** YOUR OBJECTIVE **
The entries should be given again so that each one matches the original exactly.
━━ PROVIDED MATERIAL
//! Subcommand implementations.

pub mod choose;
pub mod clean;
pub mod feed;
pub mod play;
pub mod reset;
pub mod status;
pub mod watch;

use std::path::Path;

use critter_core::clock::now_ms;
use critter_core::{PetConfig, PetSimulation};
use critter_store::FileStore;

/// Open the save store at `dir`, or the platform default.
pub fn open_store(dir: Option<&Path>) -> Result<FileStore, String> {
    match dir {
        Some(d) => FileStore::open(d),
        None => FileStore::open_default(),
    }
    .map_err(|e| e.to_string())
}

/// Load the persisted pet and reconcile it against the current time.
///
/// Errors with a hint when no pet has been adopted yet.
pub fn load_sim(store: &FileStore) -> Result<PetSimulation, String> {
    let now = now_ms();
    let (identity, state) = critter_store::load_pet(store, now)
        .map_err(|e| e.to_string())?
        .ok_or("no pet yet. Adopt one with: critter choose <kind> <name>")?;
    Ok(PetSimulation::resume(
        identity,
        Some(state),
        PetConfig::default().with_seed(now as u64),
        now,
    ))
}

/// Persist the simulation's current identity and state.
pub fn persist(store: &FileStore, sim: &PetSimulation) -> Result<(), String> {
    critter_store::save_pet(store, sim.identity(), sim.state()).map_err(|e| e.to_string())
}
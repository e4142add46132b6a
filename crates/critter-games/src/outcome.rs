//! The only thing a mini-game reports back to the simulation.

/// How a mini-game session ended.
#[derive(Debug, Clone, Copy, PartialEq, Eq)]
pub struct MiniGameOutcome {
    /// Score at the end of the session.
    pub final_score: u32,
    /// True when the player quit instead of crashing; a stopped session
    /// earns no stat bonus.
    pub stopped: bool,
}

/// Shared session lifecycle for both games.
#[derive(Debug, Clone, Copy, PartialEq, Eq)]
pub enum GamePhase {
    /// Waiting for the first input.
    Ready,
    /// Physics running.
    Playing,
    /// Finished, by crash or manual stop.
    Over,
}
//! `critter feed` — serve one meal.

use std::path::Path;

use colored::Colorize;

use super::{load_sim, open_store, persist};

pub fn run(dir: Option<&Path>) -> Result<(), String> {
    let store = open_store(dir)?;
    let mut sim = load_sim(&store)?;

    match sim.feed() {
        Some(meal) => {
            persist(&store, &sim)?;
            println!(
                "  {} devoured a {} {}",
                sim.identity().name.bold(),
                meal.to_string().green(),
                format!("(hunger {:.0}, happiness {:.0})", sim.state().hunger, sim.state().happiness)
                    .dimmed()
            );
        }
        None if sim.state().asleep => {
            persist(&store, &sim)?;
            println!("  {} is asleep. Let them rest.", sim.identity().name.bold());
        }
        None => {
            persist(&store, &sim)?;
            println!("  {} isn't hungry right now.", sim.identity().name.bold());
        }
    }
    Ok(())
}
━━━━
** ANSWER SECTION **
//! Subcommand implementations.

pub mod choose;
pub mod clean;
pub mod feed;
pub mod play;
pub mod reset;
pub mod status;
pub mod watch;

use std::path::Path;

use critter_core::clock::now_ms;
use critter_core::{PetConfig, PetSimulation};
use critter_store::FileStore;

/// Open the save store at `dir`, or the platform default.
pub fn open_store(dir: Option<&Path>) -> Result<FileStore, String> {
    match dir {
        Some(d) => FileStore::open(d),
        None => FileStore::open_default(),
    }
    .map_err(|e| e.to_string())
}

/// Load the persisted pet and reconcile it against the current time.
///
/// Errors with a hint when no pet has been adopted yet.
pub fn load_sim(store: &FileStore) -> Result<PetSimulation, String> {
    let now = now_ms();
    let (identity, state) = critter_store::load_pet(store, now)
        .map_err(|e| e.to_string())?
        .ok_or("no pet yet. Adopt one with: critter choose <kind> <name>")?;
    Ok(PetSimulation::resume(
        identity,
        Some(state),
        PetConfig::default().with_seed(now as u64),
        now,
    ))
}

/// Persist the simulation's current identity and state.
pub fn persist(store: &FileStore, sim: &PetSimulation) -> Result<(), String> {
    critter_store::save_pet(store, sim.identity(), sim.state()).map_err(|e| e.to_string())
}
repository e4142add46132b6a
filename crates/critter-games/src/outcome.rs
//! The only thing a mini-game reports back to the simulation.

/// How a mini-game session ended.
#[derive(Debug, Clone, Copy, PartialEq, Eq)]
pub struct MiniGameOutcome {
    /// Score at the end of the session.
    pub final_score: u32,
    /// True when the player quit instead of crashing; a stopped session
    /// earns no stat bonus.
    pub stopped: bool,
}

/// Shared session lifecycle for both games.
#[derive(Debug, Clone, Copy, PartialEq, Eq)]
pub enum GamePhase {
    /// Waiting for the first input.
    Ready,
    /// Physics running.
    Playing,
    /// Finished, by crash or manual stop.
    Over,
}
//! `critter feed` — serve one meal.

use std::path::Path;

use colored::Colorize;

use super::{load_sim, open_store, persist};

pub fn run(dir: Option<&Path>) -> Result<(), String> {
    let store = open_store(dir)?;
    let mut sim = load_sim(&store)?;

    match sim.feed() {
        Some(meal) => {
            persist(&store, &sim)?;
            println!(
                "  {} devoured a {} {}",
                sim.identity().name.bold(),
                meal.to_string().green(),
                format!("(hunger {:.0}, happiness {:.0})", sim.state().hunger, sim.state().happiness)
                    .dimmed()
            );
        }
        None if sim.state().asleep => {
            persist(&store, &sim)?;
            println!("  {} is asleep. Let them rest.", sim.identity().name.bold());
        }
        None => {
            persist(&store, &sim)?;
            println!("  {} isn't hungry right now.", sim.identity().name.bold());
        }
    }
    Ok(())
}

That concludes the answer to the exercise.